Identification and structural basis of the reaction catalyzed by CYP121, an essential cytochrome P450 in Mycobacterium tuberculosis

Abstract

The gene encoding the cytochrome P450 CYP121 is essential for Mycobacterium tuberculosis. However, the CYP121 catalytic activity remains unknown. Here, we show that the cyclodipeptide cyclo(l-Tyr-l-Tyr) (cYY) binds to CYP121, and is efficiently converted into a single major product in a CYP121 activity assay containing spinach ferredoxin and ferredoxin reductase. NMR spectroscopy analysis of the reaction product shows that CYP121 catalyzes the formation of an intramolecular C-C bond between 2 tyrosyl carbon atoms of cYY resulting in a novel chemical entity. The X-ray structure of cYY-bound CYP121, solved at high resolution (1.4 A), reveals one cYY molecule with full occupancy in the large active site cavity. One cYY tyrosyl approaches the heme and establishes a specific H-bonding network with Ser-237, Gln-385, Arg-386, and 3 water molecules, including the sixth iron ligand. These observations are consistent with low temperature EPR spectra of cYY-bound CYP121 showing a change in the heme environment with the persistence of the sixth heme iron ligand. As the carbon atoms involved in the final C-C coupling are located 5.4 A apart according to the CYP121-cYY complex crystal structure, we propose that C-C coupling is concomitant with substrate tyrosyl movements. This study provides insight into the catalytic activity, mechanism, and biological function of CYP121. Also, it provides clues for rational design of putative CYP121 substrate-based antimycobacterial agents.

Fig. 1.

Spectral titration of CYP121 with cYY. The spectral changes induced on titration of CYP121 (2 μM) with cYY (0–463 μM) are shown. Spectra corresponding to 0 and 463 μM cYY are in black. Arrows indicate directions of change in spectra upon addition of cyclodipeptide. The chemical structure of cYY is shown with the diketopiperazine (DKP) ring in bold.

Fig. 2.

EPR features of the LS ferric heme of cYY-bound CYP121. 9-GHz EPR spectra of substrate-free CYP121 (black) and CYP121 after addition of a 2-fold excess of cYY (blue) were recorded at 20 K under non-saturating conditions using a microwave power of 0.05 mW and a modulation amplitude of 16 G.

Fig. 3.

cYY conversion by CYP121. CYP121, an electron transport chain, NADPH and cYY were incubated at 30 °C for various times (0, 1, 3, 10, and 30 min) then acidified and analyzed by LC-MS. Chromatograms were monitored at 214 nm and are shown for elution times from 10 to 45 min.

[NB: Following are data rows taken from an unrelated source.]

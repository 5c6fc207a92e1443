use crate::{parse_defining_data, DefiningData, ParseError};

const VIRTUAL_SURFACE: &str = "\
order: a b c d e
ray: a c
a: b e
b: a c
c: b d
d: c e
e: a d
";

const SIERPINSKI_CARPET: &str = "\
order: a b c d e f g h i j
ray: a g
a: b e f j
b: a c f g
c: b d g h
d: c e h i
e: a d i j
f: a b g j
g: b c f h
h: c d g i
i: d e h j
j: a e f i
";

const ALMOST_VIRTUAL_SURFACE: &str = "\
order: a b c d e f
ray: c f
a: b c f
b: a c f
c: a b d
d: c e
e: d f
f: a b e
";

const WEIRD_GROUP: &str = "\
order: a b c d e f g h z
ray: a z
a: b g h
b: a z
c: d e g z
d: c e f z
e: c d f z
f: d e h z
g: a c
h: a f
z: b c d e f
";

// `c` is ranked before `b`.
const THETA_GRAPH: &str = "\
order: a c b d e f g h i
ray: a c
a: b e h
b: a d
c: d g i
d: b c
e: a f
f: e g
g: c f
h: a i
i: c h
";

/// The example groups shipped with the crate.
#[derive(Debug, Clone, Copy, PartialEq, Eq, Hash)]
pub enum Dataset {
    /// The pentagon group, virtually a hyperbolic surface group. Its
    /// horospheres are lines.
    VirtualSurface,
    /// A ten-letter group, virtually a 3-manifold group with boundary, whose
    /// horospheres look like a Sierpinski carpet.
    SierpinskiCarpet,
    /// A branched surface whose divergence graph joins suffixes of different
    /// lengths.
    AlmostVirtualSurface,
    /// A group whose divergence graph misses some edges between words that
    /// differ by a commuting pair.
    WeirdGroup,
    /// Virtually a hyperbolic surface amalgam over a theta graph.
    ThetaGraph,
}

impl Dataset {
    pub const ALL: [Dataset; 5] = [
        Dataset::VirtualSurface,
        Dataset::SierpinskiCarpet,
        Dataset::AlmostVirtualSurface,
        Dataset::WeirdGroup,
        Dataset::ThetaGraph,
    ];

    pub fn name(&self) -> &'static str {
        match self {
            Dataset::VirtualSurface => "virtual-surface",
            Dataset::SierpinskiCarpet => "sierpinski-carpet",
            Dataset::AlmostVirtualSurface => "almost-virtual-surface",
            Dataset::WeirdGroup => "weird-group",
            Dataset::ThetaGraph => "theta-graph",
        }
    }

    /// Defining data in the line format.
    pub fn source(&self) -> &'static str {
        match self {
            Dataset::VirtualSurface => VIRTUAL_SURFACE,
            Dataset::SierpinskiCarpet => SIERPINSKI_CARPET,
            Dataset::AlmostVirtualSurface => ALMOST_VIRTUAL_SURFACE,
            Dataset::WeirdGroup => WEIRD_GROUP,
            Dataset::ThetaGraph => THETA_GRAPH,
        }
    }

    pub fn from_name(name: &str) -> Option<Dataset> {
        Dataset::ALL.into_iter().find(|dataset| dataset.name() == name)
    }

    pub fn load(&self) -> Result<DefiningData, ParseError> {
        parse_defining_data(self.source())
    }
}
use crate::automaton::Automaton;
use crate::composition::{interspersal, intersection, unambiguous_concatenation};
use crate::error::Result;
use crate::generators::{first_letter_excluder, shortlex_machine};
use crate::presentation::Presentation;
use crate::ray::Ray;
use crate::types::{Letter, LetterSet};
use tracing::debug;

/// ShortLex words over the letters commuting with `a_i` and preceding `a_j`.
///
/// This is the first piece of a horocyclic suffix relative to the ray
/// `(a_i, a_j)`. Such a suffix is written `w1 w2 w3 w4` or `w1 w2 w5 w6`,
/// each piece a ShortLex word over a prescribed set of letters, glued with
/// unambiguous concatenation and trimmed with first-letter excluders.
pub fn w1_machine(presentation: &Presentation, ray: &Ray) -> Result<Automaton<Letter>> {
    ray.validate(presentation)?;
    let letters = presentation
        .commute(ray.first())
        .intersection(presentation.lesser_star(ray.second()));
    shortlex_machine(presentation, Some(&letters))
}

/// ShortLex words over the letters commuting with both ray letters that
/// precede `a_i` and follow `a_j`.
pub fn w2_machine(presentation: &Presentation, ray: &Ray) -> Result<Automaton<Letter>> {
    ray.validate(presentation)?;
    let letters = presentation
        .lesser_star(ray.first())
        .intersection(presentation.greater_star(ray.second()));
    shortlex_machine(presentation, Some(&letters))
}

/// The common prefix `w1 w2` of both suffix forms.
pub fn w12_machine(presentation: &Presentation, ray: &Ray) -> Result<Automaton<Letter>> {
    unambiguous_concatenation(&w1_machine(presentation, ray)?, &w2_machine(presentation, ray)?)
}

/// The tail of a suffix form, with `near` the ray letter whose commuting
/// letters are kept out of the middle piece and `far` the other one.
///
/// The middle piece is ShortLex over `lesser_star(far)` and cannot start with
/// a letter commuting with `near`. The last piece cannot start with `near`,
/// `far`, or a letter of `lesser_star(far)`. The whole tail cannot start with
/// `near` or a letter of `lesser_star(near)` commuting with `far`.
fn tail_machine(presentation: &Presentation, near: Letter, far: Letter) -> Result<Automaton<Letter>> {
    let middle = intersection(
        &shortlex_machine(presentation, Some(presentation.lesser_star(far)))?,
        &first_letter_excluder(presentation, presentation.commute(near))?,
    )?;

    let last_excluded = presentation.lesser_star(far).with(near).with(far);
    let last = intersection(
        &shortlex_machine(presentation, None)?,
        &first_letter_excluder(presentation, &last_excluded)?,
    )?;

    let tail_excluded: LetterSet = presentation
        .lesser_star(near)
        .intersection(presentation.commute(far))
        .with(near);
    intersection(
        &unambiguous_concatenation(&middle, &last)?,
        &first_letter_excluder(presentation, &tail_excluded)?,
    )
}

/// Accepts the horocyclic suffixes of the form `w1 w2 w3 w4`.
pub fn suffix_machine_1234(presentation: &Presentation, ray: &Ray) -> Result<Automaton<Letter>> {
    let prefix = w12_machine(presentation, ray)?;
    let tail = tail_machine(presentation, ray.first(), ray.second())?;
    let machine = unambiguous_concatenation(&prefix, &tail)?;
    debug!(
        states = machine.state_count(),
        transitions = machine.transition_count(),
        "suffix machine 1234 constructed"
    );
    Ok(machine)
}

/// Accepts the horocyclic suffixes of the form `w1 w2 w5 w6`.
pub fn suffix_machine_1256(presentation: &Presentation, ray: &Ray) -> Result<Automaton<Letter>> {
    let prefix = w12_machine(presentation, ray)?;
    let tail = tail_machine(presentation, ray.second(), ray.first())?;
    let machine = unambiguous_concatenation(&prefix, &tail)?;
    debug!(
        states = machine.state_count(),
        transitions = machine.transition_count(),
        "suffix machine 1256 constructed"
    );
    Ok(machine)
}

/// Even-length `1256` suffixes together with odd-length `1234` suffixes.
pub fn even_horocyclic_suffix_machine(presentation: &Presentation, ray: &Ray) -> Result<Automaton<Letter>> {
    interspersal(
        &suffix_machine_1256(presentation, ray)?,
        &suffix_machine_1234(presentation, ray)?,
    )
}

/// Even-length `1234` suffixes together with odd-length `1256` suffixes.
pub fn odd_horocyclic_suffix_machine(presentation: &Presentation, ray: &Ray) -> Result<Automaton<Letter>> {
    interspersal(
        &suffix_machine_1234(presentation, ray)?,
        &suffix_machine_1256(presentation, ray)?,
    )
}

NADPH and cYY were identified by comparison with standards. The chemical structure of P1 is shown.

Fig. 4.

Crystal structure of cYY-bound CYP121. (A) Fo-Fc electron density map contoured at 4σ level (pink) was calculated after 20 cycles of refinement upon removal of the ligand. The overall structure of CYP121 is in cartoon mode colored in wheat, the heme and Cys-345 are represented as sticks and colored in green, with oxygen, nitrogen and sulfur in red, blue and pale yellow, respectively. (Left) Representation of the active site after removal of cYY. (Right) The refined cYY is represented as sticks and colored in yellow (carbon atoms), red (oxygen atoms), and blue (nitrogen atoms). (B) The complex is shown in cartoon representation, with the heme and cYY represented as sticks. The CYP121 backbone is in wheat. The heme is in cyan with the iron in orange, and the cYY is in yellow, with oxygen atoms in red and nitrogen atoms in blue. The helices are labeled according to the previously published CYP121 crystal structure (10). (C) A stereoview of the active site highlighting the water-filled pockets surrounding the cYY. CYP121 is shown in cartoon representation in wheat. The heme and cYY are represented as sticks. The heme is in cyan with the iron in orange, and the cYY is in yellow, with oxygen atoms in red and nitrogen atoms in blue. Water molecules are represented as red spheres and water-filled pockets are shown in surface mode in red. (D) A stereoview in stick representation of the active site of CYP121 in complex with cYY. Cyclodipeptide is shown in yellow, the heme is in cyan with the iron represented as an orange sphere, CYP121 residues are in green and oxygen and nitrogen atoms are in red and blue, respectively. Water molecules are represented as red spheres and the cation presumed to interact with cYY is shown as a blue sphere. Probable H-bonds between CYP121, cyclodipeptide and non-bonded molecules are indicated as dotted lines. The numbering of non-bonded molecules is according to the pdb file.

Fig. 5.

Proposed mechanism for the intramolecular C-C coupling reaction of cYY by CYP121. For simplification, the DKP ring is represented as a sphere.